- **DATASET RECORDS**:
*** Begin section ***

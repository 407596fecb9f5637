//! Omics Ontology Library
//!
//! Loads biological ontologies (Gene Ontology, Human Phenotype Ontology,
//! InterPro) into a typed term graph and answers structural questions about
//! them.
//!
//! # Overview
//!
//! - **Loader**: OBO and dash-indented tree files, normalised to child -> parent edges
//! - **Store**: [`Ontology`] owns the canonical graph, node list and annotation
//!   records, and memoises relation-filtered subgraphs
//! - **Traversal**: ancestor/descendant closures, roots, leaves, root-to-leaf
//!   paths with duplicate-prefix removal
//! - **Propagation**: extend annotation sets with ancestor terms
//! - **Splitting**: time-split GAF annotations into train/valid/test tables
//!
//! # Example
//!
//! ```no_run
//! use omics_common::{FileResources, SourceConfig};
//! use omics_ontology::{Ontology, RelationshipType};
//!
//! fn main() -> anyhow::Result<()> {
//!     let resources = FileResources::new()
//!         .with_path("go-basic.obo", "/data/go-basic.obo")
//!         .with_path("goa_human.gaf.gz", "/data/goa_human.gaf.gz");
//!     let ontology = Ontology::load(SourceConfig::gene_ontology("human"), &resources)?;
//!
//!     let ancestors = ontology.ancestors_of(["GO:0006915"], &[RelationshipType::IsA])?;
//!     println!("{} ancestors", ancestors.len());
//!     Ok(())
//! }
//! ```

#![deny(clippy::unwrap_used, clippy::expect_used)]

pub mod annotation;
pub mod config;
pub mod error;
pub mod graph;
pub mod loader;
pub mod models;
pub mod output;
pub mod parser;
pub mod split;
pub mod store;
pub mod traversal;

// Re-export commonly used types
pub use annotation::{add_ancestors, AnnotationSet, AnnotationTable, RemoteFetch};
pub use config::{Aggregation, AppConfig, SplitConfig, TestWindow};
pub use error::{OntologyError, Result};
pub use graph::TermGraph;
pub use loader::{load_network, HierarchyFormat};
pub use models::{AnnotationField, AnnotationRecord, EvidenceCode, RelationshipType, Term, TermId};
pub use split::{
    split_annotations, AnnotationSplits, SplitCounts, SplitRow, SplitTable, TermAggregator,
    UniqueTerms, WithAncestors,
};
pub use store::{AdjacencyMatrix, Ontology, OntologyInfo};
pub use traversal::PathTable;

*** End section ***
*** Begin section ***

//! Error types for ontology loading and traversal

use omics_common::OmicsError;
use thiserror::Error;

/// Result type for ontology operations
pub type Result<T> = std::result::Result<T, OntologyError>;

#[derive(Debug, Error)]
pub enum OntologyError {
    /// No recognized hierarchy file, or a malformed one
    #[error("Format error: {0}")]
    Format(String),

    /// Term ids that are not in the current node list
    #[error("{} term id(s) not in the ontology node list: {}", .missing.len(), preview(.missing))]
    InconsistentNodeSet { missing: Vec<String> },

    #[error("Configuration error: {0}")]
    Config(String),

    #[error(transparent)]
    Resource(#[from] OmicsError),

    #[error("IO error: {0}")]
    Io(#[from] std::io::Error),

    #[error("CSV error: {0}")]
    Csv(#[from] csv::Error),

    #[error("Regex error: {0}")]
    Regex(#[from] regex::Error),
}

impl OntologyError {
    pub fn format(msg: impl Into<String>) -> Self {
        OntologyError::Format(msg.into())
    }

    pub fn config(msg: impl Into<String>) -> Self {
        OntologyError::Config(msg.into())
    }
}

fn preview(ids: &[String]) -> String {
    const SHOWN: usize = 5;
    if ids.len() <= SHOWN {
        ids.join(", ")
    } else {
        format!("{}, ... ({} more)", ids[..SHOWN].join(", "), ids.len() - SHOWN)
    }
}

*** End section ***
*** Begin section ***

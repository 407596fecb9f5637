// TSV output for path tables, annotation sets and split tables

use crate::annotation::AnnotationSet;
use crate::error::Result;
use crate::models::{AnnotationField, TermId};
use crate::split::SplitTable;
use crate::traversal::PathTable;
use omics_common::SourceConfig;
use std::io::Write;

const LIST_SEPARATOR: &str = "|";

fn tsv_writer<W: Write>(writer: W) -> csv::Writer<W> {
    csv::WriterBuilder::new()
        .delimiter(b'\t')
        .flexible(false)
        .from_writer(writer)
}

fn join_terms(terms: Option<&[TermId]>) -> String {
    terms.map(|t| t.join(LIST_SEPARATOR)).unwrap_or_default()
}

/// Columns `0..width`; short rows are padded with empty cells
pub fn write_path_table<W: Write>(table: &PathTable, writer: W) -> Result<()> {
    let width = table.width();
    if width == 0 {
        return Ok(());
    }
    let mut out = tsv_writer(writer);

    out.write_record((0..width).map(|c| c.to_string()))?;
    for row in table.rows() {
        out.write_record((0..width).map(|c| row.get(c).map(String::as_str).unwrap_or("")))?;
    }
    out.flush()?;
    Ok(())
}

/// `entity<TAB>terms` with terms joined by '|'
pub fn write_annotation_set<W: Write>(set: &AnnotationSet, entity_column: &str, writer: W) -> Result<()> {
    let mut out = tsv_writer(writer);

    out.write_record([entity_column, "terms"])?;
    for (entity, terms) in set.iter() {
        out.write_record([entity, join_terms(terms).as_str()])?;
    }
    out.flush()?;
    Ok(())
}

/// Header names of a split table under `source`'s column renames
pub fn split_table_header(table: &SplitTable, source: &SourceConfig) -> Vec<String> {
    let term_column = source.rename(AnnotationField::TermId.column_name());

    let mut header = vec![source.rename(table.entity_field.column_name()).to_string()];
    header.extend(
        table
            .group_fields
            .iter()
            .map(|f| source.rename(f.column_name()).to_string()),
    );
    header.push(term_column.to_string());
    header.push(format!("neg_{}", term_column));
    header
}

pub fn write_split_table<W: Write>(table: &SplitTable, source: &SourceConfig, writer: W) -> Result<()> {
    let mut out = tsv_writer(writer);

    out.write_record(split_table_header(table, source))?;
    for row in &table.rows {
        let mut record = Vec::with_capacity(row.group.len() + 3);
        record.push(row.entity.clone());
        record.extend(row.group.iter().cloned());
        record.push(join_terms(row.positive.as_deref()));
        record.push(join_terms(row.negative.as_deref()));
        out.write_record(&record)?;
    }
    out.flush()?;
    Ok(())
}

*** End section ***

Within the data above, the lines from the one with "Omics Ontology Library" to the one with "pub mod error;" must be repeated exactly; no other line belongs in the answer.

- **ANSWER SECTION**:
//! Omics Ontology Library
//!
//! Loads biological ontologies (Gene Ontology, Human Phenotype Ontology,
//! InterPro) into a typed term graph and answers structural questions about
//! them.
//!
//! # Overview
//!
//! - **Loader**: OBO and dash-indented tree files, normalised to child -> parent edges
//! - **Store**: [`Ontology`] owns the canonical graph, node list and annotation
//!   records, and memoises relation-filtered subgraphs
//! - **Traversal**: ancestor/descendant closures, roots, leaves, root-to-leaf
//!   paths with duplicate-prefix removal
//! - **Propagation**: extend annotation sets with ancestor terms
//! - **Splitting**: time-split GAF annotations into train/valid/test tables
//!
//! # Example
//!
//! ```no_run
//! use omics_common::{FileResources, SourceConfig};
//! use omics_ontology::{Ontology, RelationshipType};
//!
//! fn main() -> anyhow::Result<()> {
//!     let resources = FileResources::new()
//!         .with_path("go-basic.obo", "/data/go-basic.obo")
//!         .with_path("goa_human.gaf.gz", "/data/goa_human.gaf.gz");
//!     let ontology = Ontology::load(SourceConfig::gene_ontology("human"), &resources)?;
//!
//!     let ancestors = ontology.ancestors_of(["GO:0006915"], &[RelationshipType::IsA])?;
//!     println!("{} ancestors", ancestors.len());
//!     Ok(())
//! }
//! ```

#![deny(clippy::unwrap_used, clippy::expect_used)]

pub mod annotation;
pub mod config;
pub mod error;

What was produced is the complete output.